Expanding the coLinux tab shows a number of options that are
enabled by default. TAP-WIN32, SLiRP, and WinPcap are all
networking options. Although not mutually exclusive,you need only
one (see Photo 2)。I prefer WinPcap bridged networking because it is
the easiest to set up and getting the coLinux network working is
usually the most difficult aspect of installing coLinux. Also,
WinPcap is an essential component of Ethereal,WireShark, and many
other Ethernet sniffers, which many embedded developers may already
have installed. WinPcap can be found at www.winpcap.org. The Linux
consoles,virtual serial device, and debugging are not essential.
However, at least one Linux console is typically needed to set up
networking.

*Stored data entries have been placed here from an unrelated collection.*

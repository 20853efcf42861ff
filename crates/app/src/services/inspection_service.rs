//! Inspection service: data behind the quality-inspection drawer.

use robodesk_domain::error::{NotFoundError, RoboDeskError};
use robodesk_domain::id::RobotId;
use robodesk_domain::inspection::{InspectionSummary, QualityInspection};

use crate::ports::{InspectionRepository, RobotRepository};

/// Application service for quality inspections.
pub struct InspectionService<IR, RR> {
    inspections: IR,
    robots: RR,
}

impl<IR: InspectionRepository, RR: RobotRepository> InspectionService<IR, RR> {
    /// Create a new service from its ports.
    pub fn new(inspections: IR, robots: RR) -> Self {
        Self {
            inspections,
            robots,
        }
    }

    /// Inspections of a robot, most recent first.
    ///
    /// # Errors
    ///
    /// Returns [`RoboDeskError::NotFound`] for an unknown robot, or a
    /// storage error from the ports.
    pub async fn list_for_robot(
        &self,
        robot_id: RobotId,
    ) -> Result<Vec<QualityInspection>, RoboDeskError> {
        if self.robots.get_by_id(robot_id).await?.is_none() {
            return Err(NotFoundError {
                entity: "Robot",
                id: robot_id.to_string(),
            }
            .into());
        }
        let mut inspections = self.inspections.find_by_robot(robot_id).await?;
        inspections.sort_by(|a, b| b.inspected_at.cmp(&a.inspected_at));
        Ok(inspections)
    }

    /// Verdict counts, average score and pass rate for a robot.
    ///
    /// # Errors
    ///
    /// Same as [`list_for_robot`](Self::list_for_robot).
    pub async fn summary_for_robot(
        &self,
        robot_id: RobotId,
    ) -> Result<InspectionSummary, RoboDeskError> {
        let inspections = self.list_for_robot(robot_id).await?;
        Ok(InspectionSummary::from_inspections(&inspections))
    }
}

The typical impression of a file system is as structure
implementing files and directories on top of the sectors on a hard
disk. But there is no reason why a file system can not exist inside
any type of storage (e.g., RAM,ROM, flash memory, or even a file on
another file system)。 Neither Linux nor Windows require the file
system to be stored directly to a hard disk. In Linux in
particular, most file systems are independent of a specific type of
store. In Windows, there are many tools like WinImage or various CD
burning tools that store disk images as files. coLinux takes
advantage of this and implements virtual disk drives as files under
Windows.
Unless you are extremely ambitious(and intend to build your own
Linux environment) or you already have an existing coLinux root
file system, you will want to download a root file system(see Photo
3)。 You may choose from any of the listed Linux distributions for
the root file system. Each has its advantages. Debian is extremely
common among embedded developers,and it is my distribution of
choice and the basis of many other popular distributions such as
Ubuntu and Linspire. However, I recommend selecting"none" and
separately downloading Debian-20040605.ext3.1610mb.bz2.

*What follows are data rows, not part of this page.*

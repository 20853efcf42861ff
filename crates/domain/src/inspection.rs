//! Quality inspection: a reviewer's score of one task run, shown in the
//! robot's inspection drawer.

use serde::{Deserialize, Serialize};

use crate::error::{RoboDeskError, ValidationError};
use crate::id::{InspectionId, RobotId};
use crate::time::{self, Timestamp};

/// Outcome of an inspection.
#[derive(Debug, Clone, Copy, PartialEq, Eq, Serialize, Deserialize)]
#[serde(rename_all = "snake_case")]
pub enum Verdict {
    Passed,
    Failed,
    NeedsReview,
}

impl std::fmt::Display for Verdict {
    fn fmt(&self, f: &mut std::fmt::Formatter<'_>) -> std::fmt::Result {
        match self {
            Self::Passed => f.write_str("passed"),
            Self::Failed => f.write_str("failed"),
            Self::NeedsReview => f.write_str("needs review"),
        }
    }
}

/// Scored review of a robot's work.
#[derive(Debug, Clone, Serialize, Deserialize)]
pub struct QualityInspection {
    pub id: InspectionId,
    pub robot_id: RobotId,
    pub task_name: String,
    /// Score in `0..=100`.
    pub score: u8,
    pub verdict: Verdict,
    pub remarks: String,
    pub inspected_at: Timestamp,
}

impl QualityInspection {
    /// Record an inspection made now.
    ///
    /// # Errors
    ///
    /// Returns [`ValidationError::ScoreOutOfRange`] when `score > 100`.
    pub fn new(
        robot_id: RobotId,
        task_name: impl Into<String>,
        score: u8,
        verdict: Verdict,
        remarks: impl Into<String>,
    ) -> Result<Self, RoboDeskError> {
        if score > 100 {
            return Err(ValidationError::ScoreOutOfRange(score).into());
        }
        Ok(Self {
            id: InspectionId::new(),
            robot_id,
            task_name: task_name.into(),
            score,
            verdict,
            remarks: remarks.into(),
            inspected_at: time::now(),
        })
    }
}

/// Aggregate over a robot's inspections.
#[derive(Debug, Clone, Default, PartialEq, Serialize, Deserialize)]
pub struct InspectionSummary {
    pub total: usize,
    pub passed: usize,
    pub failed: usize,
    pub needs_review: usize,
    pub average_score: f64,
    /// `passed / total`, `0.0` when there are no inspections.
    pub pass_rate: f64,
}

impl InspectionSummary {
    #[must_use]
    pub fn from_inspections(inspections: &[QualityInspection]) -> Self {
        if inspections.is_empty() {
            return Self::default();
        }
        let count = |v: Verdict| inspections.iter().filter(|i| i.verdict == v).count();
        let total = inspections.len();
        let passed = count(Verdict::Passed);
        let score_sum: u32 = inspections.iter().map(|i| u32::from(i.score)).sum();

        #[allow(clippy::cast_precision_loss)]
        let (average_score, pass_rate) = (
            f64::from(score_sum) / total as f64,
            passed as f64 / total as f64,
        );

        Self {
            total,
            passed,
            failed: count(Verdict::Failed),
            needs_review: count(Verdict::NeedsReview),
            average_score,
            pass_rate,
        }
    }
}

#[cfg(test)]
mod tests {
    use super::*;

    fn inspection(score: u8, verdict: Verdict) -> QualityInspection {
        QualityInspection::new(RobotId::new(), "reply", score, verdict, "").unwrap()
    }

    #[test]
    fn should_reject_score_above_hundred() {
        let result = QualityInspection::new(RobotId::new(), "reply", 101, Verdict::Passed, "");
        assert!(matches!(
            result,
            Err(RoboDeskError::Validation(ValidationError::ScoreOutOfRange(101)))
        ));
    }

    #[test]
    fn should_return_empty_summary_when_no_inspections() {
        let summary = InspectionSummary::from_inspections(&[]);
        assert_eq!(summary, InspectionSummary::default());
    }

    #[test]
    fn should_count_verdicts_and_average_scores() {
        let summary = InspectionSummary::from_inspections(&[
            inspection(90, Verdict::Passed),
            inspection(40, Verdict::Failed),
            inspection(70, Verdict::NeedsReview),
            inspection(100, Verdict::Passed),
        ]);
        assert_eq!(summary.total, 4);
        assert_eq!(summary.passed, 2);
        assert_eq!(summary.failed, 1);
        assert_eq!(summary.needs_review, 1);
        assert!((summary.average_score - 75.0).abs() < f64::EPSILON);
        assert!((summary.pass_rate - 0.5).abs() < f64::EPSILON);
    }

    #[test]
    fn should_serialize_verdict_snake_case() {
        let json = serde_json::to_string(&Verdict::NeedsReview).unwrap();
        assert_eq!(json, "\"needs_review\"");
    }
}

Linux distributions tend to differ substantially less than
different releases of Windows, so moving from one to another is
fairly easy. The choice of distribution affects the installation
more than the operation of Linux. The coLinux root file system
images are preinstalled Linux images, substantially eliminating
installation differences. The remainder of this article will use
the Debian root file system image. Recent versions of coLinux use
either command-line options or a text-configuration file to specify
coLinux options.
By convention, Linux devices with names starting with "co" are
coLinux devices to access Windows resources. cobd# is coLinux block
device #. These are Linux block devices that access Windows files
as Linux disk images. cobd0 is normally the block device
corresponding to the Linux root file system (the rough Windows
equivalent of drive c:)。 Other block devices are used to access
other virtual file systems or a swap file (much like pagefile.sys)。
If you downloaded the Debian root file system image, you need to
decompress it and rename it root_fs:
bunzip2 Debian-20040605.ext3. 1610mb.bz2.
bzip2/bunzip2 for Windows are available at www.bzip.org/downloads.
html or as part of the GNUwin32 tools for Windows (http://gnuwin32.
sourceforge.net), which will make moving back and forth from Linux
to Windows less painful. A collection of different sized coLinux
swap files is available at http://gniarf.nerim.net/ colinux/swap.
You can download the coLinux tools from the main coLinux site and
build any size yourself. The default Debian file system does not
have sufficient free space to build the cross-platform development
tools. It is possible to expand the file system, but the simplest
solution is to download and mount an empty file system for
additional workspace. A collection of empty coLinux file systems of
various sizes is at http://gniarf.nerim.net /colinux/fs. I
recommend at least 2 GB. Like the swap file, coLinux tools can be
used to build one to any size. If the empty file system is created
as a Windows sparse file, the actual size will only be the space
used. cofs# is a file system driver that maps Windows directory
trees to coLinux directory trees.
As an example, you can assign cofs1=c:\ and mount cofs1 as /windows
under coLinux and then access the whole Windows file system from
coLinux. This is extremely useful for trivially moving files
between Windows and coLinux. It also has many other uses. However,
Windows file system capabilities and attributes are a subset of
those of Linux. This is a fundamental reason why SFU and Cygwin can
not easily perform difficult Linux tasks, such as building a
kernel. Windows files accessed through cofs are constrained by the
same limitations. conet# maps Linux network device names to
coLinux/ Windows network resources.
The coLinux configuration file is where you map virtual disk
images,such as the root image downloaded by the installer to cobd#
devices,Windows paths to cofs# devices(optional), and Windows
network resources to conet# devices. A sample configuration is
provided. It is critical that cobd0 is configured for a valid root
file system image. Configuring a swap device is also important
because coLinux can not use virtual memory without one. Otherwise,
the defaults should work well enough to get started. Getting
network functionality is important because the Debian package
manager-kind of like Windows update on steroids-is extremely
difficult to use without Internet access. The additional steps
needed to configure WinPcap networking are creating an eth# entry
in the config file configuring eth# as pcap-bridge and assigning
eth# to a Windows network adapter and assigning it a MAC address.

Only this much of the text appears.